Stevenson creò, con questi lunghi racconti intrecciati tra loro e incentrati sulla figura semirealistica del principe di Boemia, un’invenzione letteraria in cui luoghi e persone all’apparenza consueti vengono investiti da un soffio di sbrigliato romanzesco.
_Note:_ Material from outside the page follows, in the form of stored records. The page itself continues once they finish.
//! Configuration for the divgen application.
//!
//! The tool works with zero arguments: it writes both streams into the current
//! directory using the default band plan and a time-based seed. The resolved
//! seed is always reported so any run can be reproduced with `--seed`.

use clap::Parser;
use divgen_core::{operand::time_seed, Band, ZeroDivisorPolicy, DEFAULT_BANDS};
use std::ffi::OsString;
use std::path::PathBuf;

/// Generate big-integer division and remainder test vectors.
#[derive(Parser, Debug)]
#[command(name = "divgen", version, about, long_about = None)]
struct Args {
    /// Random seed for a deterministic run (default: wall clock)
    #[arg(long)]
    seed: Option<u64>,

    /// Directory where div_test.csv and rem_test.csv are created
    #[arg(long, default_value = ".")]
    out_dir: PathBuf,

    /// What to do when a zero divisor is drawn: resample or fail
    #[arg(long, default_value_t = ZeroDivisorPolicy::Resample)]
    on_zero: ZeroDivisorPolicy,

    /// Print resolved configuration
    #[arg(long)]
    print_config: bool,

    /// Don't print the generation summary
    #[arg(long)]
    quiet: bool,
}

/// Complete configuration for a generation run.
#[derive(Debug, Clone)]
pub struct Config {
    /// Seed of the operand source
    pub seed: u64,

    /// Output directory
    pub out_dir: PathBuf,

    /// Zero-divisor policy
    pub policy: ZeroDivisorPolicy,

    /// Bands, in generation order
    pub bands: Vec<Band>,

    /// Whether to print detailed config
    pub print_config: bool,

    /// Whether to print the summary
    pub print_summary: bool,
}

impl Config {
    /// Parse configuration from command-line arguments (including the program name).
    pub fn from_args<I, T>(args: I) -> Result<Self, clap::Error>
    where
        I: IntoIterator<Item = T>,
        T: Into<OsString> + Clone,
    {
        let args = Args::try_parse_from(args)?;

        Ok(Config {
            seed: args.seed.unwrap_or_else(time_seed),
            out_dir: args.out_dir,
            policy: args.on_zero,
            bands: DEFAULT_BANDS.to_vec(),
            print_config: args.print_config,
            print_summary: !args.quiet,
        })
    }

    /// Print the configuration in human-readable form.
    pub fn print(&self) {
        println!("=== Configuration ===");
        println!("Seed: {}", self.seed);
        println!("Output directory: {}", self.out_dir.display());
        println!("Zero divisors: {}", self.policy);
        println!();
        println!("=== Bands ===");
        for (i, band) in self.bands.iter().enumerate() {
            println!(
                "Band {}: {} records, a < 2^{}, b < 2^{}",
                i + 1,
                band.count,
                band.bits_a,
                band.bits_b
            );
        }
        println!();
    }
}
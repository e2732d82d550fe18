//! Error types for the divgen system.
//!
//! All operations return structured errors rather than panicking. A failure
//! anywhere in a run is fatal: it propagates to the caller unchanged and the
//! output streams are left as they were last flushed.

use thiserror::Error;

/// Top-level error type for all operations in the system.
///
/// Each variant corresponds to a specific failure domain:
/// - Band: the generation plan is malformed
/// - Oracle: the arithmetic oracle refused an operation
/// - ZeroDivisor: a zero divisor was drawn under the failing policy
/// - I/O: creating or writing an output stream
#[derive(Debug, Error)]
pub enum Error {
    /// The band plan cannot be generated
    #[error("band error: {0}")]
    Band(#[from] BandError),

    /// Arithmetic oracle error (e.g., division by zero)
    #[error("oracle error: {0}")]
    Oracle(#[from] OracleError),

    /// A zero divisor was drawn and the policy says to abort
    #[error("zero divisor drawn in band {band} at record {record}")]
    ZeroDivisor { band: usize, record: usize },

    /// File I/O error
    #[error("I/O error: {0}")]
    Io(#[from] std::io::Error),

    /// Configuration error
    #[error("configuration error: {0}")]
    Config(String),
}

/// Band plan errors.
#[derive(Debug, Error, PartialEq, Eq)]
pub enum BandError {
    /// No bands to generate
    #[error("band plan is empty")]
    EmptyPlan,

    /// A 0-bit divisor is always zero, so resampling would never finish
    #[error("band {band} draws 0-bit divisors, which can never be resampled to non-zero")]
    ZeroDivisorBits { band: usize },
}

/// Arithmetic oracle errors.
#[derive(Debug, Error, PartialEq, Eq)]
pub enum OracleError {
    /// Divisor was zero
    #[error("division by zero")]
    DivisionByZero,
}

/// Type alias for Result with our Error type
pub type Result<T> = std::result::Result<T, Error>;
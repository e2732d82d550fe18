//! divgen-core: randomized big-integer division test vector generation
//!
//! This library produces test records for validating an arbitrary-precision
//! division implementation:
//! - Draws random non-negative operand pairs across fixed bit-length bands
//! - Computes exact quotient and remainder with a trusted oracle
//! - Streams `a,b,result` records into a division and a remainder stream
//!
//! # Architecture
//!
//! - `band`: Bit-length bands and the default plan
//! - `operand`: Seeded operand sources
//! - `oracle`: Exact division and decimal rendering over `num-bigint`
//! - `record`: Buffered record streams
//! - `generator`: The draw-compute-emit loop
//! - `metrics`: Run statistics

pub mod band;
pub mod error;
pub mod generator;
pub mod metrics;
pub mod operand;
pub mod oracle;
pub mod record;

// Re-export commonly used types
pub use band::{Band, DEFAULT_BANDS};
pub use error::{Error, Result};
pub use generator::{Generator, ZeroDivisorPolicy};
pub use operand::{OperandSource, RandomOperands};
pub use oracle::{BigUintOracle, Oracle};
pub use record::{Operation, RecordStream};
È, senza dubbio, “un’atmosfera da giallo poliziesco, che resta tuttavia avvolta in una nebbia fabulosa, un’atmosfera tangibile e impalpabile insieme, come solo si possono trovare a Londra e a Parigi”, in cui, come in un sogno, gli avvenimenti illogici non causano sorpresa: i morti non mancano, oltre ai suicidi per interposta persona, e agli avvelenamenti, c’è persino un cadavere rinchiuso in un baule, ma il lettore si adagia nelle pieghe della narrazione, sorretto di continuo dal sottile ammiccare dell’autore che l’avverte che si tratta soltanto di scintillanti fantasie.
Appoggiatevi sul parapetto e guardate giù. Vedete come lì sotto scorre impetuosamente l’acqua? Ebbene, altrettanto impetuosamente le passioni, le complicazioni e i contrasti della vita trascinano via con sé l’onestà delle creature più deboli e fragili.
Robert Louis Balfour Stevenson (1850-1894) scrittore, poeta e drammaturgo scozzese celebrato per il geniale spirito d’osservazione e il delizioso umorismo. Nel 1886 scrisse Dr. Jekyll and Mr. Hyde, romanzo che contribuì molto a estendere quella popolarità che la pubblicazione de L’isola del tesoro, avvenuta nel 1883, gli aveva procurato. Dopo molti viaggi nei mari del sud, stabilì la sua dimora a Upolu, la principale delle isole Samoa. Qui visse dal 1890 fino alla morte.